▸ **Exercise objective**: Output each entry exactly as written.

▸ **Exercise data**:
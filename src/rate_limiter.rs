//! Abuse guard
//!
//! Fixed-window counters keyed by identity and action class. Each counter
//! sits behind its own mutex inside a `DashMap`, so two identities never
//! contend with each other. Windows and blocks expire lazily on the next
//! access; nothing sweeps the counters.

use std::sync::{Arc, Mutex, PoisonError};
use std::time::Duration;

use dashmap::DashMap;
use tokio::time::Instant;
use tracing::debug;

use crate::types::IdentityKey;

/// Kinds of throttled actions
///
/// Each class has its own key namespace, so exhausting one never
/// affects another for the same identity.
#[derive(Debug, Clone, Copy, PartialEq, Eq, Hash)]
pub enum ActionClass {
    /// Sending a buzz alert
    Buzz,
    /// Joining a room that has no traffic yet
    RoomCreation,
}

impl std::fmt::Display for ActionClass {
    fn fmt(&self, f: &mut std::fmt::Formatter<'_>) -> std::fmt::Result {
        match self {
            ActionClass::Buzz => write!(f, "buzz"),
            ActionClass::RoomCreation => write!(f, "room-creation"),
        }
    }
}

/// Window parameters for one action class
#[derive(Debug, Clone, Copy, PartialEq, Eq)]
pub struct RateLimitPolicy {
    /// Length of a counting window
    pub window: Duration,
    /// Actions allowed per window
    pub max_in_window: u32,
    /// How long an identity is blocked after exceeding the window
    pub block_duration: Duration,
}

impl RateLimitPolicy {
    pub const fn new(window: Duration, max_in_window: u32, block_duration: Duration) -> Self {
        Self {
            window,
            max_in_window,
            block_duration,
        }
    }
}

/// Result of a consumption attempt
#[derive(Debug, Clone, Copy, PartialEq, Eq)]
pub enum Admission {
    /// The action fits in the current window
    Allowed,
    /// A previous refusal is still in force; nothing was consumed
    Blocked { remaining: Duration },
    /// This attempt exceeded the window and started a new block
    Refused { blocked_for: Duration },
}

impl Admission {
    pub fn is_allowed(&self) -> bool {
        matches!(self, Admission::Allowed)
    }
}

#[derive(Debug)]
struct RateCounter {
    window_start: Instant,
    count: u32,
    blocked_until: Option<Instant>,
}

impl RateCounter {
    fn new(now: Instant) -> Self {
        Self {
            window_start: now,
            count: 0,
            blocked_until: None,
        }
    }

    /// Remaining block time, clearing a block that has already run out
    fn active_block(&mut self, now: Instant) -> Option<Duration> {
        let until = self.blocked_until?;
        if until > now {
            return Some(until - now);
        }
        // Served its block: the next action opens a fresh window.
        self.blocked_until = None;
        self.window_start = now;
        self.count = 0;
        None
    }

    fn consume(&mut self, now: Instant, policy: &RateLimitPolicy) -> Admission {
        if let Some(remaining) = self.active_block(now) {
            return Admission::Blocked { remaining };
        }

        if now.saturating_duration_since(self.window_start) >= policy.window {
            self.window_start = now;
            self.count = 0;
        }

        self.count = self.count.saturating_add(1);

        if self.count > policy.max_in_window {
            self.blocked_until = Some(now + policy.block_duration);
            return Admission::Refused {
                blocked_for: policy.block_duration,
            };
        }

        Admission::Allowed
    }
}

type CounterKey = (IdentityKey, ActionClass);

/// Per-identity sliding-window rate limiter
#[derive(Debug, Default)]
pub struct RateLimiter {
    counters: DashMap<CounterKey, Arc<Mutex<RateCounter>>>,
}

impl RateLimiter {
    pub fn new() -> Self {
        Self::default()
    }

    /// Remaining block time for `key`, or `None` if it may act
    pub fn is_blocked(&self, key: &IdentityKey, class: ActionClass) -> Option<Duration> {
        self.is_blocked_at(key, class, Instant::now())
    }

    /// Same as [`is_blocked`](Self::is_blocked) against an explicit clock
    pub fn is_blocked_at(
        &self,
        key: &IdentityKey,
        class: ActionClass,
        now: Instant,
    ) -> Option<Duration> {
        // Clone the handle so the map shard is released before locking.
        let counter = self
            .counters
            .get(&(key.clone(), class))
            .map(|entry| Arc::clone(entry.value()))?;

        let mut counter = counter.lock().unwrap_or_else(PoisonError::into_inner);
        counter.active_block(now)
    }

    /// Record one action for `key` under `policy`
    pub fn try_consume(
        &self,
        key: &IdentityKey,
        class: ActionClass,
        policy: &RateLimitPolicy,
    ) -> Admission {
        self.try_consume_at(key, class, policy, Instant::now())
    }

    /// Same as [`try_consume`](Self::try_consume) against an explicit clock
    pub fn try_consume_at(
        &self,
        key: &IdentityKey,
        class: ActionClass,
        policy: &RateLimitPolicy,
        now: Instant,
    ) -> Admission {
        let counter = Arc::clone(
            self.counters
                .entry((key.clone(), class))
                .or_insert_with(|| Arc::new(Mutex::new(RateCounter::new(now))))
                .value(),
        );

        let admission = counter
            .lock()
            .unwrap_or_else(PoisonError::into_inner)
            .consume(now, policy);

        if !admission.is_allowed() {
            debug!("Rate limit {} for {}: {:?}", class, key, admission);
        }
        admission
    }

    /// Number of counters ever created
    pub fn tracked_keys(&self) -> usize {
        self.counters.len()
    }
}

▸ **Your response**:
filename src/rate_limiter.rs
//! Abuse guard
//!
//! Fixed-window counters keyed by identity and action class. Each counter
//! sits behind its own mutex inside a `DashMap`, so two identities never
//! contend with each other. Windows and blocks expire lazily on the next
//! access; nothing sweeps the counters.

use std::sync::{Arc, Mutex, PoisonError};
use std::time::Duration;

use dashmap::DashMap;
use tokio::time::Instant;
use tracing::debug;

use crate::types::IdentityKey;

/// Kinds of throttled actions
///
/// Each class has its own key namespace, so exhausting one never
/// affects another for the same identity.
#[derive(Debug, Clone, Copy, PartialEq, Eq, Hash)]
pub enum ActionClass {
    /// Sending a buzz alert
    Buzz,
    /// Joining a room that has no traffic yet
    RoomCreation,
}

impl std::fmt::Display for ActionClass {
    fn fmt(&self, f: &mut std::fmt::Formatter<'_>) -> std::fmt::Result {
        match self {
            ActionClass::Buzz => write!(f, "buzz"),
            ActionClass::RoomCreation => write!(f, "room-creation"),
        }
    }
}

/// Window parameters for one action class
#[derive(Debug, Clone, Copy, PartialEq, Eq)]
pub struct RateLimitPolicy {
    /// Length of a counting window
    pub window: Duration,
    /// Actions allowed per window
    pub max_in_window: u32,
    /// How long an identity is blocked after exceeding the window
    pub block_duration: Duration,
}

impl RateLimitPolicy {
    pub const fn new(window: Duration, max_in_window: u32, block_duration: Duration) -> Self {
        Self {
            window,
            max_in_window,
            block_duration,
        }
    }
}

/// Result of a consumption attempt
#[derive(Debug, Clone, Copy, PartialEq, Eq)]
pub enum Admission {
    /// The action fits in the current window
    Allowed,
    /// A previous refusal is still in force; nothing was consumed
    Blocked { remaining: Duration },
    /// This attempt exceeded the window and started a new block
    Refused { blocked_for: Duration },
}

impl Admission {
    pub fn is_allowed(&self) -> bool {
        matches!(self, Admission::Allowed)
    }
}

#[derive(Debug)]
struct RateCounter {
    window_start: Instant,
    count: u32,
    blocked_until: Option<Instant>,
}

impl RateCounter {
    fn new(now: Instant) -> Self {
        Self {
            window_start: now,
            count: 0,
            blocked_until: None,
        }
    }

    /// Remaining block time, clearing a block that has already run out
    fn active_block(&mut self, now: Instant) -> Option<Duration> {
        let until = self.blocked_until?;
        if until > now {
            return Some(until - now);
        }
        // Served its block: the next action opens a fresh window.
        self.blocked_until = None;
        self.window_start = now;
        self.count = 0;
        None
    }

    fn consume(&mut self, now: Instant, policy: &RateLimitPolicy) -> Admission {
        if let Some(remaining) = self.active_block(now) {
            return Admission::Blocked { remaining };
        }

        if now.saturating_duration_since(self.window_start) >= policy.window {
            self.window_start = now;
            self.count = 0;
        }

        self.count = self.count.saturating_add(1);

        if self.count > policy.max_in_window {
            self.blocked_until = Some(now + policy.block_duration);
            return Admission::Refused {
                blocked_for: policy.block_duration,
            };
        }

        Admission::Allowed
    }
}

type CounterKey = (IdentityKey, ActionClass);

/// Per-identity sliding-window rate limiter
#[derive(Debug, Default)]
pub struct RateLimiter {
    counters: DashMap<CounterKey, Arc<Mutex<RateCounter>>>,
}

impl RateLimiter {
    pub fn new() -> Self {
        Self::default()
    }

    /// Remaining block time for `key`, or `None` if it may act
    pub fn is_blocked(&self, key: &IdentityKey, class: ActionClass) -> Option<Duration> {
        self.is_blocked_at(key, class, Instant::now())
    }

    /// Same as [`is_blocked`](Self::is_blocked) against an explicit clock
    pub fn is_blocked_at(
        &self,
        key: &IdentityKey,
        class: ActionClass,
        now: Instant,
    ) -> Option<Duration> {
        // Clone the handle so the map shard is released before locking.
        let counter = self
            .counters
            .get(&(key.clone(), class))
            .map(|entry| Arc::clone(entry.value()))?;

        let mut counter = counter.lock().unwrap_or_else(PoisonError::into_inner);
        counter.active_block(now)
    }

    /// Record one action for `key` under `policy`
    pub fn try_consume(
        &self,
        key: &IdentityKey,
        class: ActionClass,
        policy: &RateLimitPolicy,
    ) -> Admission {
        self.try_consume_at(key, class, policy, Instant::now())
    }

    /// Same as [`try_consume`](Self::try_consume) against an explicit clock
    pub fn try_consume_at(
        &self,
        key: &IdentityKey,
        class: ActionClass,
        policy: &RateLimitPolicy,
        now: Instant,
    ) -> Admission {
        let counter = Arc::clone(
            self.counters
                .entry((key.clone(), class))
                .or_insert_with(|| Arc::new(Mutex::new(RateCounter::new(now))))
                .value(),
        );

        let admission = counter
            .lock()
            .unwrap_or_else(PoisonError::into_inner)
            .consume(now, policy);

        if !admission.is_allowed() {
            debug!("Rate limit {} for {}: {:?}", class, key, admission);
        }
        admission
    }

    /// Number of counters ever created
    pub fn tracked_keys(&self) -> usize {
        self.counters.len()
    }
}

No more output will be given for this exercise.